Предчувствие меня не обмануло, свидание состоялось — на другой день я получил Твое письмо от 16-го. Пока нет заносов, письма идут около десяти дней. Сегодня началась метель, и я боюсь, что хорошие дни кончаются. По Енисею уже можно ходить, а это говорит о том, что пришла настоящая сибирская зима. Холод мне не страшен, я это доказал Тебе своим дежурством у Большого театра и прогулкой в Зоологический сад, но меня страшит, что может испортиться дорога, и почта начнет опаздывать. Твои письма греют меня больше мейерхольдовской шубы и хозяйской печки. А шуба, нужно сказать, теплая и печка жаркая.

Очень меня огорчили мамины беспокойства. Я написал домой несколько писем, в которых без всяких прикрас описываю свою сытую и благополучную жизнь.
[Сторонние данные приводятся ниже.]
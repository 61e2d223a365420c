//! Tests for the item codec: versioned content format, domain binding,
//! and update request construction.

mod common;

use base64::engine::general_purpose::STANDARD as BASE64;
use base64::Engine as _;
use proptest::prelude::*;

use common::{login_content, share_key};
use vaultic_core::item::{
    build_update_request, decrypt_content, decrypt_vault_meta, encrypt_content,
    encrypt_vault_meta, CodecError,
};
use vaultic_core::{
    ItemContent, ItemRevision, ItemState, SymmetricKey, VaultMetadata, CONTENT_FORMAT_VERSION,
};

fn sample_revision(revision: u64) -> ItemRevision {
    ItemRevision {
        item_id: "item-1".to_string(),
        revision,
        content_format_version: CONTENT_FORMAT_VERSION,
        key_rotation: 1,
        content: Vec::new(),
        item_key: None,
        state: ItemState::Active,
        alias_email: None,
        pinned: false,
        create_time: 1,
        modify_time: 2,
        last_use_time: None,
    }
}

#[test]
fn test_content_roundtrip_all_kinds() {
    let vault_key = SymmetricKey::generate();
    let key = share_key("share-1", 1, &vault_key);

    let contents = [
        login_content("GitHub", "octocat"),
        ItemContent::Note {
            title: "Wifi".to_string(),
            text: "password is on the router".to_string(),
        },
        ItemContent::Alias {
            title: "Shopping alias".to_string(),
            note: String::new(),
        },
        ItemContent::CreditCard {
            title: "Visa".to_string(),
            cardholder: "A. Customer".to_string(),
            number: "4111111111111111".to_string(),
            expiry: "12/30".to_string(),
            security_code: "123".to_string(),
            note: String::new(),
        },
    ];

    for content in contents {
        let sealed = encrypt_content(&content, &key).unwrap();
        let opened = decrypt_content(&sealed, &key, CONTENT_FORMAT_VERSION).unwrap();
        assert_eq!(opened, content);
    }
}

#[test]
fn test_decrypt_with_wrong_share_key_fails() {
    let key = share_key("share-1", 1, &SymmetricKey::generate());
    let other = share_key("share-1", 2, &SymmetricKey::generate());

    let sealed = encrypt_content(&login_content("GitHub", "octocat"), &key).unwrap();
    let result = decrypt_content(&sealed, &other, CONTENT_FORMAT_VERSION);
    assert!(matches!(result, Err(CodecError::Crypto(_))));
}

#[test]
fn test_unknown_format_version_is_unsupported() {
    let key = share_key("share-1", 1, &SymmetricKey::generate());
    let sealed = encrypt_content(&login_content("GitHub", "octocat"), &key).unwrap();

    let result = decrypt_content(&sealed, &key, 99);
    assert!(matches!(result, Err(CodecError::UnsupportedFormat(99))));
}

#[test]
fn test_item_ciphertext_cannot_open_as_vault_content() {
    let vault_key = SymmetricKey::generate();
    let key = share_key("share-1", 1, &vault_key);

    let sealed = encrypt_content(&login_content("GitHub", "octocat"), &key).unwrap();
    let result = decrypt_vault_meta(&sealed, &vault_key, CONTENT_FORMAT_VERSION);
    assert!(matches!(result, Err(CodecError::Crypto(_))));
}

#[test]
fn test_vault_meta_roundtrip() {
    let vault_key = SymmetricKey::generate();
    let meta = VaultMetadata::new("Personal", "everyday logins");

    let sealed = encrypt_vault_meta(&meta, &vault_key).unwrap();
    let opened = decrypt_vault_meta(&sealed, &vault_key, CONTENT_FORMAT_VERSION).unwrap();
    assert_eq!(opened, meta);
}

#[test]
fn test_build_update_request_couples_to_observed_revision() {
    let vault_key = SymmetricKey::generate();
    let key = share_key("share-1", 3, &vault_key);
    let old = sample_revision(7);
    let content = login_content("GitHub", "octocat");

    let request = build_update_request(&old, &key, &content).unwrap();

    assert_eq!(request.last_revision, 7);
    assert_eq!(request.key_rotation, 3);
    assert_eq!(request.content_format_version, CONTENT_FORMAT_VERSION);

    // The wire content is base64 of a blob sealed under the given key.
    let sealed = BASE64.decode(&request.content).unwrap();
    let opened = decrypt_content(&sealed, &key, request.content_format_version).unwrap();
    assert_eq!(opened, content);
}

proptest! {
    #[test]
    fn prop_login_roundtrip(
        title in ".{0,40}",
        username in ".{0,40}",
        password in ".{0,40}",
    ) {
        let key = share_key("share-1", 1, &SymmetricKey::generate());
        let content = ItemContent::Login {
            title,
            username,
            password,
            urls: vec!["https://example.com".to_string()],
            totp_uri: None,
            note: String::new(),
        };
        let sealed = encrypt_content(&content, &key).unwrap();
        let opened = decrypt_content(&sealed, &key, CONTENT_FORMAT_VERSION).unwrap();
        prop_assert_eq!(opened, content);
    }
}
Я писал Борису, что я боюсь, что буду жить в Енисейске лучше, чем в Москве. И я пишу Тебе, если Ты будешь тратить на меня деньги, я уеду в Туруханск — туда посылки не доходят. Поймите вы, чудаки, что я не институтка и не рождественский мальчик (и даже вообще не мальчик), что я не умираю с голоду и что в Енисейске люди живут с самого рождения. Из дома мне прислали уйму денег, вчера пришла Твоя посылка, скоро придет вторая, и обещай мне, что до моей просьбы — последняя Твоя. Я очень нуждаюсь в Твоих письмах, в Твоих ласковых словах. Больше я ни в чем не нуждаюсь — у меня есть все, вплоть до внимания друзей. Даю слово ничего от Тебя не скрывать, и если я закричу «караул», Ты первая это услышишь.

Все эти дни перевертывал с боку на бок сюжет своей пьесы. Сегодня поставил его на ноги (кажется, придумал конец). Надеюсь к первому приделать к нему голову и пустить в жизнь. Как было на «Баядерке»? Как идут дела с новым шофером — не завез ли он Тебя в тупик? Как Елочка? Как Ты, моя худенькая? Здорова ли? Скоро ли новоселье? Что нового разучиваешь для концертов? Не сиди дома, счастье мое, ходи «в люди». Еще раз спасибо Тебе за все. Целую. Николай.

P.S. Прошла ли где-нибудь «Ложь»? Всем привет.


* * *

Москва,

проезд Художественного театра.

Художественный театр Союза ССР им.Горького,

Ангелине Осиповне Степановой.

3 декабря 1933 г.

Не писал Тебе несколько дней, потому что подготовлял убийство. Вчера я зарезал свою пьесу. О покойниках говорят хорошо или вообще не говорят. Не будем же о ней говорить — для нее это будет самое хорошее, и для меня тоже. Все Твои открытки я получил. Я их разложил по числам и читаю как роман с продолжением. Проклятый снег, наверное, опять задержал где-нибудь почту — уже три дня город сидит без писем. Хозяин ставит радио, говорит, что иногда бывает слышно Москву. Если в Енисейске прозвучит Твой голос, даю слово, всю свою остальную жизнь работать для Радиоцентра.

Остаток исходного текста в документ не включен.